To understand this, let’s look at this view provided by Aviation Week Network based on the IATA avionic organization forecast

https://aviationweek.com/aerospace-defense-2021/civil-aviation/airlines-bet-traffic-comeback-second-half-2021

As you can see, before COVID, the business projection of the industry was really promissing and as digital products were having their own high take rate forecast, many business models were having a break heaven point (BEP) really promissing.

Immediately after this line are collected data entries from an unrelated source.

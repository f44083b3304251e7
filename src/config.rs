//! Configuração do pilot carregada a partir de `pilot.toml`.
//!
//! A struct [`PilotConfig`] contém todos os parâmetros configuráveis,
//! agrupados nas seções `[harvester]`, `[payload]` e `[hpc]`.
//! Valores não presentes no arquivo usam defaults do site Titan.
//! As variáveis de ambiente `PILOT_SCRATCH` e `PILOT_CONTAINER_IMAGE` têm
//! precedência sobre o arquivo.

use std::path::{Path, PathBuf};

use anyhow::{Context, Result};
use serde::{Deserialize, Serialize};

use crate::resource::ResourceKind;

/// Configuração de nível superior carregada de `pilot.toml`.
#[derive(Debug, Clone, Default, Deserialize, Serialize)]
pub struct PilotConfig {
    /// Adaptador de recurso (site) usado nesta execução.
    #[serde(default)]
    pub resource: ResourceKind,

    #[serde(default)]
    pub harvester: HarvesterConfig,

    #[serde(default)]
    pub payload: PayloadConfig,

    #[serde(default)]
    pub hpc: HpcConfig,
}

/// Nomes dos arquivos trocados com o harvester.
#[derive(Debug, Clone, Deserialize, Serialize)]
pub struct HarvesterConfig {
    /// Lista JSON de ids de job, indexada pelo rank.
    #[serde(default = "default_jobs_list_file")]
    pub jobs_list_file: String,

    /// Descrição do job, dentro de `<handoff>/<jobid>/`.
    #[serde(default = "default_job_description_file")]
    pub job_description_file: String,

    /// Relatório de trabalho publicado para o harvester.
    #[serde(default = "default_worker_attributes_file")]
    pub worker_attributes_file: String,

    /// Declaração de stage-out.
    #[serde(default = "default_stageout_file")]
    pub stageout_file: String,

    /// Armazenamento de checkpoints de tempo; vazio desativa a persistência.
    #[serde(default = "default_timing_file")]
    pub timing_file: String,
}

/// Arquivos e shell do payload.
#[derive(Debug, Clone, Deserialize, Serialize)]
pub struct PayloadConfig {
    #[serde(default = "default_jobreport")]
    pub jobreport: String,

    #[serde(default = "default_stdout")]
    pub stdout: String,

    #[serde(default = "default_stderr")]
    pub stderr: String,

    /// Shell usado para executar o comando do payload.
    #[serde(default = "default_shell")]
    pub shell: String,
}

/// Arquivo copiado uma única vez para a área de scratch.
#[derive(Debug, Clone, PartialEq, Eq, Deserialize, Serialize)]
pub struct ReferenceData {
    pub source: PathBuf,
    /// Caminho relativo à raiz do scratch.
    pub destination: PathBuf,
}

/// Link de compatibilidade criado no diretório de scratch do job.
#[derive(Debug, Clone, PartialEq, Eq, Deserialize, Serialize)]
pub struct CompatLink {
    pub target: PathBuf,
    /// Nome do link, relativo ao diretório de scratch do job.
    pub link: String,
}

/// Parâmetros específicos do site HPC.
#[derive(Debug, Clone, Deserialize, Serialize)]
pub struct HpcConfig {
    /// Raiz do armazenamento rápido (RAM disk); se não existir, o scratch é desativado.
    #[serde(default = "default_scratch")]
    pub scratch: PathBuf,

    /// Imagem de container; vazio executa o payload diretamente.
    #[serde(default)]
    pub container: String,

    #[serde(default = "default_container_runtime")]
    pub container_runtime: String,

    /// Prefixo do sistema de arquivos compartilhado removido dos search paths.
    #[serde(default = "default_shared_fs_prefix")]
    pub shared_fs_prefix: String,

    /// Muda o diretório de trabalho do processo para o diretório do job.
    #[serde(default = "default_true")]
    pub change_directory: bool,

    /// Comandos de ambiente do site, executados antes do payload.
    #[serde(default = "default_setup")]
    pub setup: Vec<String>,

    /// Comandos de ambiente dentro do container.
    #[serde(default = "default_container_setup")]
    pub container_setup: Vec<String>,

    #[serde(default = "default_reference_data")]
    pub reference_data: Vec<ReferenceData>,

    #[serde(default = "default_links")]
    pub links: Vec<CompatLink>,

    /// Flags cujo arquivo é reescrito para apontar para o scratch.
    #[serde(default = "default_input_file_flags")]
    pub input_file_flags: Vec<String>,

    /// Tokens removidos do comando do payload.
    #[serde(default = "default_strip_tokens")]
    pub strip_tokens: Vec<String>,

    /// Padrões (`*` e `?`) de arquivos apagados do scratch antes do tar dos logs.
    #[serde(default = "default_redundant_files")]
    pub redundant_files: Vec<String>,
}

// Valores padrão dos nomes de arquivo do harvester.
fn default_jobs_list_file() -> String {
    "worker_pandaids.json".to_string()
}

fn default_job_description_file() -> String {
    "HPCJobs.json".to_string()
}

fn default_worker_attributes_file() -> String {
    "worker_attributes.json".to_string()
}

fn default_stageout_file() -> String {
    "event_status.dump.json".to_string()
}

fn default_timing_file() -> String {
    "pilot_timing.jsonl".to_string()
}

// Valores padrão do payload.
fn default_jobreport() -> String {
    "jobReport.json".to_string()
}

fn default_stdout() -> String {
    "payload.stdout".to_string()
}

fn default_stderr() -> String {
    "payload.stderr".to_string()
}

fn default_shell() -> String {
    "/bin/bash".to_string()
}

// Valores padrão do site Titan.
fn default_scratch() -> PathBuf {
    PathBuf::from("/tmp/scratch/")
}

fn default_container_runtime() -> String {
    "singularity".to_string()
}

fn default_shared_fs_prefix() -> String {
    "/lustre/".to_string()
}

fn default_true() -> bool {
    true
}

fn default_setup() -> Vec<String> {
    [
        "source /ccs/proj/csc108/athena_grid_env/setup.sh",
        "source $MODULESHOME/init/bash",
        "tmp_dirname=/tmp/scratch",
        "tmp_dirname+=\"/tmp\"",
        "export TEMP=$tmp_dirname",
        "export TMPDIR=$TEMP",
        "export TMP=$TEMP",
        "export LD_LIBRARY_PATH=/ccs/proj/csc108/AtlasReleases/ldpatch:$LD_LIBRARY_PATH",
        "export ATHENA_PROC_NUMBER=16",
        "export G4ATLAS_SKIPFILEPEEK=1",
        "export PANDA_RESOURCE=\"ORNL_Titan_MCORE\"",
        "export ROOT_TTREECACHE_SIZE=1",
        "export RUCIO_APPID=\"simul\"",
        "export RUCIO_ACCOUNT=\"pilot\"",
        "export CORAL_DBLOOKUP_PATH=/ccs/proj/csc108/AtlasReleases/21.0.15/nfs_db_files",
        "export CORAL_AUTH_PATH=$SW_INSTALL_AREA/DBRelease/current/XMLConfig",
        "export DATAPATH=$SW_INSTALL_AREA/DBRelease/current:$DATAPATH",
        "unset FRONTIER_SERVER",
    ]
    .into_iter()
    .map(String::from)
    .collect()
}

fn default_container_setup() -> Vec<String> {
    [
        "pwd",
        "export SW_INSTALL_AREA=/atlas_releases/AtlasOffline_21.0.15_x86_64-slc6-gcc49-opt",
        "source $SW_INSTALL_AREA/AtlasSetup/scripts/asetup.sh 21.0.15 --releasesarea=$SW_INSTALL_AREA --cmakearea=$SW_INSTALL_AREA/sw/lcg/contrib/CMake --gcclocation=$SW_INSTALL_AREA/sw/lcg/releases/gcc/4.9.3/x86_64-slc6",
        "export CORAL_DBLOOKUP_PATH=$SW_INSTALL_AREA/DBRelease/current/XMLConfig",
        "export CORAL_AUTH_PATH=$SW_INSTALL_AREA/DBRelease/current/XMLConfig",
        "export DATAPATH=$SW_INSTALL_AREA/DBRelease/current:$DATAPATH",
        "export ATHENA_PROC_NUMBER=16",
        "export G4ATLAS_SKIPFILEPEEK=1",
    ]
    .into_iter()
    .map(String::from)
    .collect()
}

fn default_reference_data() -> Vec<ReferenceData> {
    let release = "/ccs/proj/csc108/AtlasReleases/21.0.15/DBRelease/current";
    vec![
        ReferenceData {
            source: PathBuf::from(format!("{release}/sqlite200/ALLP200.db")),
            destination: PathBuf::from("sqlite200/ALLP200.db"),
        },
        ReferenceData {
            source: PathBuf::from(format!("{release}/geomDB/geomDB_sqlite")),
            destination: PathBuf::from("geomDB/geomDB_sqlite"),
        },
    ]
}

fn default_links() -> Vec<CompatLink> {
    vec![CompatLink {
        target: PathBuf::from("/ccs/proj/csc108/AtlasReleases/21.0.15/nfs_db_files"),
        link: "poolcond".to_string(),
    }]
}

fn default_input_file_flags() -> Vec<String> {
    vec!["--inputEVNTFile".to_string()]
}

fn default_strip_tokens() -> Vec<String> {
    vec![
        "--DBRelease=\"all:current\"".to_string(),
        "--DBRelease=all:current".to_string(),
    ]
}

fn default_redundant_files() -> Vec<String> {
    ["core", "core.*", "*.pyc", "__pycache__"]
        .map(String::from)
        .to_vec()
}

impl Default for HarvesterConfig {
    fn default() -> Self {
        Self {
            jobs_list_file: default_jobs_list_file(),
            job_description_file: default_job_description_file(),
            worker_attributes_file: default_worker_attributes_file(),
            stageout_file: default_stageout_file(),
            timing_file: default_timing_file(),
        }
    }
}

impl Default for PayloadConfig {
    fn default() -> Self {
        Self {
            jobreport: default_jobreport(),
            stdout: default_stdout(),
            stderr: default_stderr(),
            shell: default_shell(),
        }
    }
}

impl Default for HpcConfig {
    fn default() -> Self {
        Self {
            scratch: default_scratch(),
            container: String::new(),
            container_runtime: default_container_runtime(),
            shared_fs_prefix: default_shared_fs_prefix(),
            change_directory: true,
            setup: default_setup(),
            container_setup: default_container_setup(),
            reference_data: default_reference_data(),
            links: default_links(),
            input_file_flags: default_input_file_flags(),
            strip_tokens: default_strip_tokens(),
            redundant_files: default_redundant_files(),
        }
    }
}

impl PilotConfig {
    /// Carrega a configuração de `path`.
    /// Usa valores padrão se o arquivo não existir.
    pub fn load(path: &Path) -> Result<Self> {
        let mut config = if path.exists() {
            let contents = std::fs::read_to_string(path)
                .with_context(|| format!("failed to read {}", path.display()))?;
            toml::from_str::<PilotConfig>(&contents)
                .with_context(|| format!("failed to parse {}", path.display()))?
        } else {
            Self::default()
        };

        // Variáveis de ambiente têm precedência sobre o arquivo de configuração.
        config.apply_env(|key| std::env::var(key).ok());
        Ok(config)
    }

    fn apply_env(&mut self, lookup: impl Fn(&str) -> Option<String>) {
        if let Some(scratch) = lookup("PILOT_SCRATCH").filter(|v| !v.is_empty()) {
            self.hpc.scratch = PathBuf::from(scratch);
        }
        if let Some(image) = lookup("PILOT_CONTAINER_IMAGE").filter(|v| !v.is_empty()) {
            self.hpc.container = image;
        }
    }

    /// Imagem de container configurada, se houver.
    pub fn container_image(&self) -> Option<&str> {
        let image = self.hpc.container.trim();
        (!image.is_empty()).then_some(image)
    }
}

With the new industry forecast, all business models need to be reeavaluated and the evolution of the expense realigned with them. But this can be challenging if you have not separated deployment, development and take rate impacts in your demand model

This is, of course, an unusual scenario that have strike the entire industry, but this illustrate the importance to have an automatic data model that can evolve after the initial product launch assessement and drive the execution and operation of your product

The financial model will define the target shape of each of the measure (average and range of uncertainty) so that you can detect anomalies and/or anticipate actions.

For example, if you add all product minimal computing consumption for the incoming year, you can define the needed reserved capacity that you can buy from your provider and reduce by 30% to 70% the associated expense.

What else ?

An expresso ? Maybe for your personal comfort, but more seriously, from those 3 first actions, you need then to be sure that this redirection effort is persistent.

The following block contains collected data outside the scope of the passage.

use thiserror::Error;

/// Numeric pilot error codes reported to harvester as `pilotErrorCode`.
pub mod codes {
    pub const GENERAL_ERROR: u32 = 1008;
    pub const BAD_JOB_DESCRIPTION: u32 = 1110;
    pub const FILE_HANDLING_FAILURE: u32 = 1116;
    pub const LOG_FILE_CREATION_FAILURE: u32 = 1117;
    pub const PAYLOAD_LAUNCH_FAILURE: u32 = 1118;
    pub const KILL_SIGNAL: u32 = 1200;
}

/// Pilot-level errors. Every variant aborts the current job and is caught
/// once by the engine's failure boundary.
#[derive(Debug, Error)]
pub enum PilotError {
    #[error("Bad job description: {0}")]
    JobDescription(String),

    #[error("Rank {rank} has no entry in a job list of {len} ids")]
    RankOutOfRange { rank: usize, len: usize },

    #[error("File handling failure: {0}")]
    FileHandling(String),

    #[error("Log file creation failure: {0}")]
    LogFileCreation(String),

    #[error("Payload launch failed: {0}")]
    PayloadLaunch(String),

    #[error("Interrupted by {0}")]
    Interrupted(String),

    #[error("Phase order violation: {from} -> {to}")]
    PhaseOrder { from: String, to: String },

    #[error("IO error: {0}")]
    Io(#[from] std::io::Error),

    #[error("JSON error: {0}")]
    Json(#[from] serde_json::Error),
}

impl PilotError {
    /// Code published as `pilotErrorCode` in the work report.
    pub fn code(&self) -> u32 {
        match self {
            PilotError::JobDescription(_) | PilotError::RankOutOfRange { .. } => {
                codes::BAD_JOB_DESCRIPTION
            }
            PilotError::FileHandling(_) => codes::FILE_HANDLING_FAILURE,
            PilotError::LogFileCreation(_) => codes::LOG_FILE_CREATION_FAILURE,
            PilotError::PayloadLaunch(_) => codes::PAYLOAD_LAUNCH_FAILURE,
            PilotError::Interrupted(_) => codes::KILL_SIGNAL,
            PilotError::PhaseOrder { .. } | PilotError::Io(_) | PilotError::Json(_) => {
                codes::GENERAL_ERROR
            }
        }
    }

    /// Wraps an I/O fault as a file-handling failure with context.
    pub fn file_handling(context: &str, err: impl std::fmt::Display) -> Self {
        PilotError::FileHandling(format!("{context}: {err}"))
    }
}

In this post, I have not touched the others factors that concur to the customer satisfaction (user experience, functions, operation, security, reliability and performance), but they are of course also essential to the success of the product.

However, if we stay focused on the financial profitability, I would like to come back to on example of leak listed in the first part of the post.

On the example of the licences, the success of this management will rely on the knowledge of

  • type of licence (functions availables)
  • granularity of the licence (by year, by user, by instance …)
  • usage condition (limits, reasignement …)
  • ramp up/down speed (time to procure)

We use generally the term “on demand”, but as you can see, the condition of the on-demand will generate different type of questions that you will need to answer with the model.

Also, as you have probably realize, you will provide the global direction but each of your team member will be part of its success and the communication is key.

This can be achieved by standard communication or by simply giving secured targeted access to the tool to them.